The speaker illustrates this with an anecdote about a man who wins big at a casino by following an intuitive voice, only to lose everything when he follows it again. This highlights that relying on intuition, flair, or talent to predict market movements is inherently random and unreliable. Professional institutions like BlackRock wouldn't trust a trader who claims to "see the future" without verifiable statistics.
The need for certainty also leads traders to ignore contradictory signals. When the market doesn't align with their expectations, they might rationalize holding onto losing positions, hoping for a turnaround, which ultimately destroys capital. Strong personal convictions can be a trap, especially when market conditions deteriorate. Many crypto investors, for example, held onto assets during bear markets due to strong convictions, missing opportunities to sell high and buy back lower. It is possible to follow and anticipate market movements without constantly being at risk in volatile assets.

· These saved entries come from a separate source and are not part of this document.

//! Datatypes to represent diagnostics emitted by the parser and the
//! verifier.
//!
//! This includes an enum-based representation suited for programmatic
//! interpretation and testing, as well as rendering to annotated source
//! snippets for human-readable output.  Parse diagnostics carry spans into
//! the composed source buffer, which the renderer resolves back to the
//! original file through the source map; proof diagnostics carry the label
//! or step they apply to, and render as bare messages.

use crate::source::SourceBuffer;
use crate::statement::{FilePos, Span, Token};
use annotate_snippets::{Level, Renderer, Snippet};
use typed_arena::Arena;

/// List of all diagnostic codes.  For the text of each, see `message`.
///
/// The first parse diagnostic aborts parsing and the first proof diagnostic
/// other than `ProofIncomplete` aborts verification, so at most a handful of
/// these ever exist per run.
#[derive(Debug, Clone, Eq, PartialEq)]
#[allow(missing_docs)]
pub enum Diagnostic {
    // parse-time
    BadCharacter(FilePos, u8),
    BadCommentEnd(Span),
    BadFloating(Span),
    BadLabel(Span),
    ConstantNotTopLevel(Span),
    DisjointSingle(Span),
    DjNotActiveVariable(Token, Span),
    DjRepeatedVariable(Token, Span),
    EmptyFilename(String),
    EmptyMathString(Span),
    ExprNotConstantPrefix(Token, Span),
    FilenameDollar(String),
    FloatNotConstant(Token, Span),
    FloatNotVariable(Token, Span),
    FloatRedeclared(Token, Span),
    FloatTypeConflict(Token, Span),
    IncludeNotTopLevel(Span),
    IoError(String),
    LabelDuplicatesSymbol(Token, Span),
    LabelRedeclared(Token, Span),
    MissingLabel(Span),
    MissingProof(Span),
    NestedComment(Span),
    NotActiveSymbol(Token, Span),
    SpuriousLabel(Span),
    SymbolDuplicatesLabel(Token, Span),
    SymbolRedeclared(Token, Span),
    UnclosedBeforeEof,
    UnclosedComment(Span),
    UnclosedInclude(String),
    UnclosedMath(Span),
    UnclosedProof(Span),
    UnknownKeyword(Span),
    UnmatchedCloseGroup(Span),
    VariableMissingFloat(Token, Span),
    VariableRedeclared(Token, Span),
    // proof-time
    ProofDvViolation,
    ProofExcessEnd,
    ProofIncomplete,
    ProofInvalidSave,
    ProofMalformedVarint,
    ProofNoSteps,
    ProofUnderflow,
    ProofUnterminatedRoster,
    ProofWrongExprEnd,
    ProofWrongTypeEnd,
    StepEssenWrong,
    StepEssenWrongType,
    StepFloatIncompatible,
    StepFloatWrongType,
    StepMissing(Token),
    StepOutOfRange(usize),
    StepUsedBeforeDefinition(Token),
}
use self::Diagnostic::*;

fn t(tok: &Token) -> String {
    String::from_utf8_lossy(tok).into_owned()
}

impl Diagnostic {
    /// The severity of this diagnostic.  `ProofIncomplete` is the only
    /// warning; everything else is fatal to the run.
    #[must_use]
    pub const fn level(&self) -> Level {
        match self {
            ProofIncomplete => Level::Warning,
            _ => Level::Error,
        }
    }

    /// The span this diagnostic applies to, if it has one.
    #[must_use]
    pub const fn span(&self) -> Option<Span> {
        match *self {
            BadCharacter(pos, _) => Some(Span {
                start: pos,
                end: pos + 1,
            }),
            BadCommentEnd(span)
            | BadFloating(span)
            | BadLabel(span)
            | ConstantNotTopLevel(span)
            | DisjointSingle(span)
            | DjNotActiveVariable(_, span)
            | DjRepeatedVariable(_, span)
            | EmptyMathString(span)
            | ExprNotConstantPrefix(_, span)
            | FloatNotConstant(_, span)
            | FloatNotVariable(_, span)
            | FloatRedeclared(_, span)
            | FloatTypeConflict(_, span)
            | IncludeNotTopLevel(span)
            | LabelDuplicatesSymbol(_, span)
            | LabelRedeclared(_, span)
            | MissingLabel(span)
            | MissingProof(span)
            | NestedComment(span)
            | NotActiveSymbol(_, span)
            | SpuriousLabel(span)
            | SymbolDuplicatesLabel(_, span)
            | SymbolRedeclared(_, span)
            | UnclosedComment(span)
            | UnclosedMath(span)
            | UnclosedProof(span)
            | UnknownKeyword(span)
            | UnmatchedCloseGroup(span)
            | VariableMissingFloat(_, span)
            | VariableRedeclared(_, span) => Some(span),
            _ => None,
        }
    }

    /// One-line description, naming the offending symbol, label, or file.
    #[must_use]
    pub fn message(&self) -> String {
        match self {
            BadCharacter(pos, byte) => format!(
                "invalid character (byte value {byte}) at offset {pos}; \
                 Metamath files are limited to printable US-ASCII"
            ),
            BadCommentEnd(_) => "$) must be surrounded by whitespace to end a comment".into(),
            BadFloating(_) => "a $f statement must have exactly two math tokens".into(),
            BadLabel(_) => {
                "statement labels may contain only alphanumeric characters and - _ .".into()
            }
            ConstantNotTopLevel(_) => "$c statements are not allowed inside a ${ $} block".into(),
            DisjointSingle(_) => "a $d statement must name at least two variables".into(),
            DjNotActiveVariable(tok, _) => {
                format!("{} in a disjoint statement is not an active variable", t(tok))
            }
            DjRepeatedVariable(tok, _) => {
                format!("{} appears more than once in a disjoint statement", t(tok))
            }
            EmptyFilename(file) => format!("empty file name in inclusion directive in {file}"),
            EmptyMathString(_) => "a math string must have at least one token".into(),
            ExprNotConstantPrefix(tok, _) => {
                format!("typecode {} is not a declared constant", t(tok))
            }
            FilenameDollar(file) => {
                format!("file name in inclusion directive in {file} contains a $")
            }
            FloatNotConstant(tok, _) => {
                format!("typecode {} of a $f statement is not a declared constant", t(tok))
            }
            FloatNotVariable(tok, _) => {
                format!("{} in a $f statement is not an active variable", t(tok))
            }
            FloatRedeclared(tok, _) => {
                format!("variable {} already has an active floating hypothesis", t(tok))
            }
            FloatTypeConflict(tok, _) => format!(
                "variable {} was previously assigned a different typecode",
                t(tok)
            ),
            IncludeNotTopLevel(_) => "inclusion only at top level".into(),
            IoError(err) => format!("could not read source file: {err}"),
            LabelDuplicatesSymbol(tok, _) => {
                format!("label {} is already in use as a math symbol", t(tok))
            }
            LabelRedeclared(tok, _) => format!("label {} is already defined", t(tok)),
            MissingLabel(_) => "this statement type requires a label".into(),
            MissingProof(_) => "a $p statement must have a $= proof".into(),
            NestedComment(_) => "comments may not be nested".into(),
            NotActiveSymbol(tok, _) => {
                format!("{} is not a declared constant or an active variable", t(tok))
            }
            SpuriousLabel(_) => "this statement type does not take a label".into(),
            SymbolDuplicatesLabel(tok, _) => {
                format!("math symbol {} is already in use as a statement label", t(tok))
            }
            SymbolRedeclared(tok, _) => format!("math symbol {} is already defined", t(tok)),
            UnclosedBeforeEof => "${ block is never closed".into(),
            UnclosedComment(_) => "malformed comment: $( is never closed".into(),
            UnclosedInclude(file) => {
                format!("inclusion directive in {file} is never closed with $]")
            }
            UnclosedMath(_) => "unterminated math string; expected $.".into(),
            UnclosedProof(_) => "unterminated proof; expected $.".into(),
            UnknownKeyword(_) => "unexpected token; expected a statement keyword".into(),
            UnmatchedCloseGroup(_) => "$} with no matching ${".into(),
            VariableMissingFloat(tok, _) => {
                format!("variable {} has no active floating hypothesis", t(tok))
            }
            VariableRedeclared(tok, _) => {
                format!("variable {} is already active in this scope", t(tok))
            }
            ProofDvViolation => "disjoint restriction violated".into(),
            ProofExcessEnd => "proof ends with more than one statement on the stack".into(),
            ProofIncomplete => "proof is incomplete".into(),
            ProofInvalidSave => "Z step with no proof step to save".into(),
            ProofMalformedVarint => "malformed compressed proof characters".into(),
            ProofNoSteps => "proof has no steps".into(),
            ProofUnderflow => "stack underflow: not enough operands for the hypotheses".into(),
            ProofUnterminatedRoster => "compressed proof label list is never closed".into(),
            ProofWrongExprEnd => "proof did not yield the expected conclusion".into(),
            ProofWrongTypeEnd => {
                "proof did not yield the expected conclusion (typecode differs)".into()
            }
            StepEssenWrong => "essential hypothesis does not match after substitution".into(),
            StepEssenWrongType => {
                "operand typecode does not match the essential hypothesis".into()
            }
            StepFloatIncompatible => "incompatible substitutions for the same variable".into(),
            StepFloatWrongType => {
                "operand typecode does not match the floating hypothesis".into()
            }
            StepMissing(tok) => format!("unrecognized label {} in proof", t(tok)),
            StepOutOfRange(k) => format!("saved step reference {k} is out of range"),
            StepUsedBeforeDefinition(tok) => {
                format!("assertion {} is used before it is established", t(tok))
            }
        }
    }

    /// Renders this diagnostic against the source map.
    ///
    /// Diagnostics with a span render as an annotated snippet of the
    /// original file; the rest render as a bare message.
    #[must_use]
    pub fn render(&self, sources: &SourceBuffer, renderer: &Renderer) -> String {
        let arena: Arena<String> = Arena::new();
        let message: &str = arena.alloc(self.message());
        let located = self
            .span()
            .and_then(|span| Some((span, sources.resolve(span.start)?)));
        let Some((span, region)) = located else {
            return renderer.render(self.level().title(message)).to_string();
        };

        let slice = region.span.as_ref(&sources.text);
        // a span may run past its region (e.g. an unclosed comment reaching
        // EOF); clip it so the snippet stays inside one file
        let rel_start = ((span.start - region.span.start) as usize).min(slice.len());
        let rel_end = ((span.end - region.span.start) as usize).clamp(rel_start, slice.len());
        // widen to whole lines so the snippet has context
        let line_begin = slice[..rel_start]
            .iter()
            .rposition(|&b| b == b'\n')
            .map_or(0, |ix| ix + 1);
        let line_end = slice[rel_end..]
            .iter()
            .position(|&b| b == b'\n')
            .map_or(slice.len(), |ix| rel_end + ix);
        let newlines = slice[..line_begin].iter().filter(|&&b| b == b'\n').count();
        let line_number = region.line as usize + newlines;
        let source: &str =
            arena.alloc(String::from_utf8_lossy(&slice[line_begin..line_end]).into_owned());

        let snippet = Snippet::source(source)
            .line_start(line_number)
            .origin(&region.name)
            .fold(true)
            .annotation(
                self.level()
                    .span(rel_start - line_begin..rel_end - line_begin)
                    .label(message),
            );
        let rendered = renderer
            .render(self.level().title(message).snippet(snippet))
            .to_string();
        rendered
    }
}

The perception of risk is often inversely proportional to actual risk. When people are overly confident about a market's direction (e.g., Bitcoin reaching $1 million), they tend to ignore the high risk of a downturn. Conversely, when the market looks "ugly" and everyone is panicking, it's often the time for smart money to buy, as markets are designed to catch people off guard. Sentiment follows price, and conviction can be a trap.
The true secret to winning in trading lies in strategy and probability. Winning traders are not seers but managers of probability. They embrace risk, seize opportunities with a capital advantage, and understand that consistency outweighs prediction. The speaker suggests replacing definitive statements like "it will happen" with "it could happen" to shift one's mindset towards probabilities.

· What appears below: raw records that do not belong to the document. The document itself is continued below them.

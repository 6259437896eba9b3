//! A library for parsing and verifying
//! [Metamath](http://us.metamath.org/#faq) databases.
//!
//! The entry point is [`Database`]: feed it a root file (plus optional
//! in-memory preloads), then ask it to verify.  Parsing resolves file
//! inclusions, interns every math symbol and statement label to a dense id,
//! and freezes each assertion with the scope that was active at its
//! declaration; verification replays every `$p` proof through a stack
//! machine, unifying operands against mandatory hypotheses and enforcing
//! disjoint-variable restrictions.

// rust lints we want
#![warn(
    bare_trait_objects,
    elided_lifetimes_in_paths,
    missing_docs,
    missing_copy_implementations,
    missing_debug_implementations,
    future_incompatible,
    rust_2018_idioms,
    trivial_numeric_casts,
    unreachable_pub,
    unused
)]
// all the clippy
#![warn(clippy::all, clippy::pedantic, clippy::nursery)]
// the clippy lints we don't want
#![allow(
    clippy::cast_sign_loss,
    clippy::cast_possible_wrap,
    clippy::enum_glob_use,
    clippy::if_not_else,
    clippy::inline_always,
    clippy::missing_errors_doc,
    clippy::module_name_repetitions,
    clippy::option_if_let_else,
    clippy::redundant_pub_crate,
    clippy::too_many_lines,
    clippy::cast_possible_truncation,
    clippy::missing_panics_doc,
    clippy::use_self
)]

mod bit_set;
mod util;

pub mod database;
pub mod diag;
pub mod nameck;
pub mod parser;
pub mod proof;
pub mod scopeck;
pub mod source;
pub mod statement;
pub mod verify;

#[cfg(test)]
mod proof_tests;
#[cfg(test)]
mod verify_tests;

pub use database::Database;
pub use diag::Diagnostic;
pub use statement::{as_str, Span, Token, TokenPtr};
impl<'a> Parser<'a> {
    fn buffer(&self) -> &'a [u8] {
        self.scanner.buffer
    }

    fn scope(&self) -> &Scope {
        self.scopes.last().expect("scope stack is never empty")
    }

    fn scope_mut(&mut self) -> &mut Scope {
        self.scopes.last_mut().expect("scope stack is never empty")
    }

    /// Main statement loop.  End of input at the top level is the normal
    /// termination.
    fn database(&mut self) -> Result<()> {
        loop {
            let tok = self.scanner.get()?;
            if tok.is_null() {
                if self.scopes.len() > 1 {
                    return Err(Diagnostic::UnclosedBeforeEof);
                }
                return Ok(());
            }
            let tref = tok.as_ref(self.buffer());
            match tref {
                b"$c" => self.constant_stmt(tok)?,
                b"$v" => self.variable_stmt(tok)?,
                b"$d" => self.disjoint_stmt(tok)?,
                b"${" => {
                    let inner = self.scope().clone();
                    self.scopes.push(inner);
                }
                b"$}" => {
                    if self.scopes.len() == 1 {
                        return Err(Diagnostic::UnmatchedCloseGroup(tok));
                    }
                    self.scopes.pop();
                }
                // top-level inclusions were substituted by the loader, so
                // any directive that reaches the parser is inside a block
                b"$[" => return Err(Diagnostic::IncludeNotTopLevel(tok)),
                b"$f" | b"$e" | b"$a" | b"$p" => return Err(Diagnostic::MissingLabel(tok)),
                _ if tref.contains(&b'$') => return Err(Diagnostic::UnknownKeyword(tok)),
                _ if is_valid_label(tref) => self.labeled_stmt(tok)?,
                _ => return Err(Diagnostic::BadLabel(tok)),
            }
        }
    }

    fn labeled_stmt(&mut self, label_tok: Span) -> Result<()> {
        let kw = self.scanner.get()?;
        if kw.is_null() {
            return Err(Diagnostic::UnknownKeyword(label_tok));
        }
        match kw.as_ref(self.buffer()) {
            b"$f" => self.floating_stmt(label_tok),
            b"$e" => self.essential_stmt(label_tok),
            b"$a" => self.assertion_stmt(label_tok, false),
            b"$p" => self.assertion_stmt(label_tok, true),
            b"$c" | b"$v" | b"$d" | b"${" | b"$}" | b"$[" => {
                Err(Diagnostic::SpuriousLabel(label_tok))
            }
            _ => Err(Diagnostic::UnknownKeyword(kw)),
        }
    }

    /// Reads math tokens up to `$.`, or `$=` when a proof may follow.
    /// Returns the token spans and whether a proof follows.
    fn math_string(&mut self, stmt: Span, allow_proof: bool) -> Result<(Vec<Span>, bool)> {
        let mut out = Vec::new();
        loop {
            let tok = self.scanner.get()?;
            if tok.is_null() {
                return Err(Diagnostic::UnclosedMath(stmt));
            }
            let tref = tok.as_ref(self.buffer());
            match tref {
                b"$." => return Ok((out, false)),
                b"$=" if allow_proof => return Ok((out, true)),
                _ if tref.contains(&b'$') => return Err(Diagnostic::UnknownKeyword(tok)),
                _ => out.push(tok),
            }
        }
    }

    /// Reads raw proof tokens up to `$.`; decoding happens at verify time.
    fn proof_string(&mut self, stmt: Span) -> Result<Box<[Token]>> {
        let mut out: Vec<Token> = Vec::new();
        loop {
            let tok = self.scanner.get()?;
            if tok.is_null() {
                return Err(Diagnostic::UnclosedProof(stmt));
            }
            let tref = tok.as_ref(self.buffer());
            match tref {
                b"$." => return Ok(out.into()),
                _ if tref.contains(&b'$') => return Err(Diagnostic::UnknownKeyword(tok)),
                _ => out.push(tref.into()),
            }
        }
    }

    fn add_constant(&mut self, span: Span) -> Result<()> {
        let tref = span.as_ref(self.buffer());
        if self.names.lookup_symbol(tref).is_some() {
            return Err(Diagnostic::SymbolRedeclared(tref.into(), span));
        }
        if self.names.lookup_label(tref).is_some() {
            return Err(Diagnostic::SymbolDuplicatesLabel(tref.into(), span));
        }
        self.names.intern_symbol(tref, SymbolType::Constant);
        Ok(())
    }

    fn add_variable(&mut self, span: Span) -> Result<()> {
        let tref = span.as_ref(self.buffer());
        match self.names.lookup_symbol(tref) {
            Some(atom) => match self.names.symbol_type(atom) {
                SymbolType::Constant => Err(Diagnostic::SymbolRedeclared(tref.into(), span)),
                SymbolType::Variable => {
                    if self.scope().is_active(atom) {
                        Err(Diagnostic::VariableRedeclared(tref.into(), span))
                    } else {
                        // reactivation; any typecode assigned earlier sticks
                        self.scope_mut().vars.insert(atom);
                        Ok(())
                    }
                }
            },
            None => {
                if self.names.lookup_label(tref).is_some() {
                    return Err(Diagnostic::SymbolDuplicatesLabel(tref.into(), span));
                }
                let atom = self.names.intern_symbol(tref, SymbolType::Variable);
                self.scope_mut().vars.insert(atom);
                Ok(())
            }
        }
    }

    fn add_label(&mut self, span: Span) -> Result<Label> {
        let tref = span.as_ref(self.buffer());
        if self.names.lookup_label(tref).is_some() {
            return Err(Diagnostic::LabelRedeclared(tref.into(), span));
        }
        if self.names.lookup_symbol(tref).is_some() {
            return Err(Diagnostic::LabelDuplicatesSymbol(tref.into(), span));
        }
        Ok(self.names.intern_label(tref))
    }

    fn constant_stmt(&mut self, kw: Span) -> Result<()> {
        if self.scopes.len() > 1 {
            return Err(Diagnostic::ConstantNotTopLevel(kw));
        }
        let (syms, _) = self.math_string(kw, false)?;
        if syms.is_empty() {
            return Err(Diagnostic::EmptyMathString(kw));
        }
        for span in syms {
            self.add_constant(span)?;
        }
        Ok(())
    }

    fn variable_stmt(&mut self, kw: Span) -> Result<()> {
        let (syms, _) = self.math_string(kw, false)?;
        if syms.is_empty() {
            return Err(Diagnostic::EmptyMathString(kw));
        }
        for span in syms {
            self.add_variable(span)?;
        }
        Ok(())
    }

    fn disjoint_stmt(&mut self, kw: Span) -> Result<()> {
        let (syms, _) = self.math_string(kw, false)?;
        if syms.is_empty() {
            return Err(Diagnostic::EmptyMathString(kw));
        }
        if syms.len() == 1 {
            return Err(Diagnostic::DisjointSingle(kw));
        }
        let mut vars: Vec<Atom> = Vec::with_capacity(syms.len());
        for &span in &syms {
            let tref = span.as_ref(self.buffer());
            let atom = match self.names.lookup_symbol(tref) {
                Some(a) if self.names.is_variable(a) && self.scope().is_active(a) => a,
                _ => return Err(Diagnostic::DjNotActiveVariable(tref.into(), span)),
            };
            if vars.contains(&atom) {
                return Err(Diagnostic::DjRepeatedVariable(tref.into(), span));
            }
            vars.push(atom);
        }
        for (x, y) in vars.into_iter().tuple_combinations() {
            self.scope_mut().add_disjoint(x, y);
        }
        Ok(())
    }

    fn floating_stmt(&mut self, label_span: Span) -> Result<()> {
        let label = self.add_label(label_span)?;
        let (syms, _) = self.math_string(label_span, false)?;
        if syms.is_empty() {
            return Err(Diagnostic::EmptyMathString(label_span));
        }
        if syms.len() != 2 {
            return Err(Diagnostic::BadFloating(label_span));
        }
        let tc_ref = syms[0].as_ref(self.buffer());
        let typecode = match self.names.lookup_symbol(tc_ref) {
            Some(a) if self.names.symbol_type(a) == SymbolType::Constant => a,
            _ => return Err(Diagnostic::FloatNotConstant(tc_ref.into(), syms[0])),
        };
        let var_ref = syms[1].as_ref(self.buffer());
        let var = match self.names.lookup_symbol(var_ref) {
            Some(a) if self.names.is_variable(a) && self.scope().is_active(a) => a,
            _ => return Err(Diagnostic::FloatNotVariable(var_ref.into(), syms[1])),
        };
        if self.scope().float_for_var(var).is_some() {
            return Err(Diagnostic::FloatRedeclared(var_ref.into(), syms[1]));
        }
        // a variable keeps one typecode for the whole database, even across
        // deactivation and reactivation
        match self.var_type.get(&var) {
            Some(&tc) if tc != typecode => {
                return Err(Diagnostic::FloatTypeConflict(var_ref.into(), syms[1]))
            }
            _ => {
                self.var_type.insert(var, typecode);
            }
        }
        self.scope_mut().floats.push(FloatingHyp {
            label,
            typecode,
            var,
        });
        Ok(())
    }

    /// Reads `typecode symbols...` for `$e $a $p`, requiring the typecode to
    /// be a constant and every other symbol to be a constant or an active
    /// variable with an active floating hypothesis.
    fn expression(&mut self, stmt: Span, allow_proof: bool) -> Result<(Atom, Vec<Atom>, bool)> {
        let (syms, has_proof) = self.math_string(stmt, allow_proof)?;
        if syms.is_empty() {
            return Err(Diagnostic::EmptyMathString(stmt));
        }
        let tc_ref = syms[0].as_ref(self.buffer());
        let typecode = match self.names.lookup_symbol(tc_ref) {
            Some(a) if self.names.symbol_type(a) == SymbolType::Constant => a,
            _ => return Err(Diagnostic::ExprNotConstantPrefix(tc_ref.into(), syms[0])),
        };
        let mut expr = Vec::with_capacity(syms.len() - 1);
        for &span in &syms[1..] {
            let tref = span.as_ref(self.buffer());
            let Some(atom) = self.names.lookup_symbol(tref) else {
                return Err(Diagnostic::NotActiveSymbol(tref.into(), span));
            };
            if self.names.is_variable(atom) {
                if !self.scope().is_active(atom) {
                    return Err(Diagnostic::NotActiveSymbol(tref.into(), span));
                }
                if self.scope().float_for_var(atom).is_none() {
                    return Err(Diagnostic::VariableMissingFloat(tref.into(), span));
                }
            }
            expr.push(atom);
        }
        Ok((typecode, expr, has_proof))
    }

    fn essential_stmt(&mut self, label_span: Span) -> Result<()> {
        let label = self.add_label(label_span)?;
        let (typecode, expr, _) = self.expression(label_span, false)?;
        self.scope_mut().essentials.push(EssentialHyp {
            label,
            typecode,
            expr: expr.into(),
        });
        Ok(())
    }

    fn assertion_stmt(&mut self, label_span: Span, provable: bool) -> Result<()> {
        let label = self.add_label(label_span)?;
        let (typecode, expr, has_proof) = self.expression(label_span, provable)?;
        let proof = if provable {
            if !has_proof {
                return Err(Diagnostic::MissingProof(label_span));
            }
            Some(self.proof_string(label_span)?)
        } else {
            None
        };
        let frame = scopeck::build_frame(self.names, self.scope(), typecode, &expr);
        let index = self.assertions.len();
        self.assertions.push(Assertion {
            label,
            frame,
            proof,
        });
        self.assertion_ix.insert(label, index);
        Ok(())
    }
}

Each trade is a probabilistic event. Even highly probable trades can fail, much like holding a strong hand in poker doesn't guarantee a win. The key is to understand that while anything can happen in the short term, over the long run, a strategy based on probabilities will yield success. This concept is called "alpha" or "probable advantage" – a reliable edge that allows a trader to consistently extract money from the markets, similar to how casinos operate. Casinos don't cheat; they have a statistical edge (like the zero on a roulette wheel) that ensures long-term profitability if people play long enough.

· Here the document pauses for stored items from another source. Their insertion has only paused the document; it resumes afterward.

//! Core datatypes shared by the parser, the database, and the verifier:
//! source positions, spans, and token representations.
//!
//! The parser works with borrowed `TokenPtr` slices into the composed source
//! buffer and only copies a spelling onto the heap (as a `Token`) when it has
//! to survive the parse, e.g. in the interning tables or in a raw proof.

/// Semantic type for positions in the composed source buffer.
///
/// Due to the use of half-open ranges, databases are limited to 4 GiB - 1
/// after include resolution.
pub type FilePos = u32;

/// Semantic type for position ranges in the composed source buffer.
///
/// Spans will generally not be empty.  An empty span at position 0 is called
/// a null span and is used as a sentinel by the scanner.
#[derive(Copy, Clone, Eq, PartialEq, Debug, Default)]
pub struct Span {
    /// Index of first byte of the range.
    pub start: FilePos,
    /// Index one past the last byte of the range.
    pub end: FilePos,
}

impl Span {
    /// The null span.
    pub const NULL: Span = Span::new(0, 0);

    /// Coercion from array index pairs.
    #[inline]
    #[must_use]
    pub const fn new(start: usize, end: usize) -> Span {
        Span {
            start: start as FilePos,
            end: end as FilePos,
        }
    }

    /// Checks for the null span, i.e. zero length at offset zero.
    #[inline]
    #[must_use]
    pub const fn is_null(self) -> bool {
        self.end == 0
    }

    /// Given a position span, extract the corresponding bytes from a buffer.
    #[inline]
    #[must_use]
    pub fn as_ref(self, buf: &[u8]) -> &[u8] {
        &buf[self.start as usize..self.end as usize]
    }
}

/// Semantic type for tokens which have been copied onto the heap.
///
/// Tokens are non-empty and consist of ASCII graphic characters; the
/// compressed proof decoder depends on tokens containing bytes below 128.
pub type Token = Box<[u8]>;

/// Semantic type for tokens which have not been copied.
pub type TokenPtr<'a> = &'a [u8];

/// Transmutes a token into a Rust string.
#[must_use]
pub fn as_str(ptr: TokenPtr<'_>) -> &str {
    std::str::from_utf8(ptr).expect("tokens are verified ASCII")
}

/// Types of math symbols in declarations.
///
/// A symbol is exactly one of the two for the lifetime of the database; a
/// spelling declared `$c` can never later appear in a `$v` or vice versa.
#[derive(Eq, PartialEq, Hash, Copy, Clone, Debug)]
pub enum SymbolType {
    /// Declared by `$v`.
    Variable,
    /// Declared by `$c`.
    Constant,
}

A professional approach to trading involves identifying and leveraging this alpha. This means knowing that out of 100 perfectly executed trades, one might win 60 times and lose 40, but the wins are larger than the losses, resulting in overall profit. This approach eliminates reliance on luck or predicting the future.
Risk management is crucial when thinking probabilistically, as one is never certain of the outcome of a single trade. Traders are "risk entrepreneurs," viewing losses not as personal affronts but as business expenses within a system of revenues and expenses. Profits are simply revenues minus expenses. This mindset allows for sustainable growth.
Alpha, as defined in investment, refers to the ability of an investment strategy or skill to outperform the market, measured as an abnormal rate of return adjusted for risk. Alpha is a valuable and often protected advantage. The Alpha Team, for example, helps members find and develop their individual alpha, recognizing that these advantages can erode over time and require continuous adaptation and discovery.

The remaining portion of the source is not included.